The required output is a copy of each line in the material below that includes "degraded".

--- Task inputs ---

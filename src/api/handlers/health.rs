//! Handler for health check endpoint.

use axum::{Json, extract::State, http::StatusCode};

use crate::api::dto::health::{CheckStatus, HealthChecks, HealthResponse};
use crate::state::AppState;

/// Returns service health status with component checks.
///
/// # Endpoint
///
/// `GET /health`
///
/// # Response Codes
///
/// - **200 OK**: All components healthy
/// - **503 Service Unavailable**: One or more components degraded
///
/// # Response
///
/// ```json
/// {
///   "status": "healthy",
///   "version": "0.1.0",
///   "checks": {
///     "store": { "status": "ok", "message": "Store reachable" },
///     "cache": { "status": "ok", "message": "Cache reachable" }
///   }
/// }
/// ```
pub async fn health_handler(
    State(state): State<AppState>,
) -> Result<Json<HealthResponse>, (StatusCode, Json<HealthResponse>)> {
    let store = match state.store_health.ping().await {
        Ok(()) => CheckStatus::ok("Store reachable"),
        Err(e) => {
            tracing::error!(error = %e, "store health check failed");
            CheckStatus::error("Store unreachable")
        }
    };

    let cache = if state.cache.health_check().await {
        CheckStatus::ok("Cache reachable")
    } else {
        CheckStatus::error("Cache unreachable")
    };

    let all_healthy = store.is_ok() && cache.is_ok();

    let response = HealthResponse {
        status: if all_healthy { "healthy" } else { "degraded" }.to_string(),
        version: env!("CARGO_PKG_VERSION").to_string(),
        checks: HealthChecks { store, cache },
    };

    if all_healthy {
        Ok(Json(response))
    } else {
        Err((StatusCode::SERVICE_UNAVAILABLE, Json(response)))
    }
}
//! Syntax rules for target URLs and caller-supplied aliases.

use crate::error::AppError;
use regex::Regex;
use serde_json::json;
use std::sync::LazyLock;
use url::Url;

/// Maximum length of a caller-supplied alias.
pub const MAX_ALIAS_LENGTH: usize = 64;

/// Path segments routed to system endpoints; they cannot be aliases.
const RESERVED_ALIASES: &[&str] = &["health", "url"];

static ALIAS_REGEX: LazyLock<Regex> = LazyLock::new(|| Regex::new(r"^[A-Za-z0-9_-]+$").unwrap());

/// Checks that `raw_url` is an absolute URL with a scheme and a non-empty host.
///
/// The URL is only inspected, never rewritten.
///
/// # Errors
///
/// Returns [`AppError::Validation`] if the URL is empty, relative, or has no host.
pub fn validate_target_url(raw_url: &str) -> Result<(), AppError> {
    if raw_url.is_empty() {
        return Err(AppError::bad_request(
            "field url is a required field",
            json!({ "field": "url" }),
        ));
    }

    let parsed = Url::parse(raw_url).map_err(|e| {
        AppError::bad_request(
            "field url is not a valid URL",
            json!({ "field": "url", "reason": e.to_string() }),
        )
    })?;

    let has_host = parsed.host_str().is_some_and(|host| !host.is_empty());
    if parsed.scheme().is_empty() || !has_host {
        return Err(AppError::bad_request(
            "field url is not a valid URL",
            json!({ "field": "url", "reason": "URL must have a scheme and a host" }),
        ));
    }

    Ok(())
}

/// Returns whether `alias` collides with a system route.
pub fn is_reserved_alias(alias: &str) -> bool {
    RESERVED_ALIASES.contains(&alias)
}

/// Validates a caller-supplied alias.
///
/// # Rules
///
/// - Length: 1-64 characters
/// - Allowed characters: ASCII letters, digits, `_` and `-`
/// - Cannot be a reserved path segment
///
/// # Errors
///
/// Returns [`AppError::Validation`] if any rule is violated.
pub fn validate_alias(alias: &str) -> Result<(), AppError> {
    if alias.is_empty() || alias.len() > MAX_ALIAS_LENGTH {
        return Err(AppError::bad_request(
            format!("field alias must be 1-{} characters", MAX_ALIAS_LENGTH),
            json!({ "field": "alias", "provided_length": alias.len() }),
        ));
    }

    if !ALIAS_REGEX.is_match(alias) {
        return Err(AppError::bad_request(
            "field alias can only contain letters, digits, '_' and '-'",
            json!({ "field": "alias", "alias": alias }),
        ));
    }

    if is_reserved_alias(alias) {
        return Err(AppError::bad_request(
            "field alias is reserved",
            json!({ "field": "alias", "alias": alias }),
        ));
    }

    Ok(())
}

---
--- Task inputs ---

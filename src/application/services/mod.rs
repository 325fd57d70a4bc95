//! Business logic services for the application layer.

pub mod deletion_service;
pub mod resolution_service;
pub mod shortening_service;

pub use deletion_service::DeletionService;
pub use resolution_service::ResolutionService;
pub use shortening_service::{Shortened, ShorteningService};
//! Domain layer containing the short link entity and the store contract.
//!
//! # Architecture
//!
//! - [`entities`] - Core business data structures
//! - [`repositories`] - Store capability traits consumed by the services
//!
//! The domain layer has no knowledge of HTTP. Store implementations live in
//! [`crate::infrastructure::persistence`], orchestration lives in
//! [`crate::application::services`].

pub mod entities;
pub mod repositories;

---

== Output below ==
/// - **503 Service Unavailable**: One or more components degraded
        status: if all_healthy { "healthy" } else { "degraded" }.to_string(),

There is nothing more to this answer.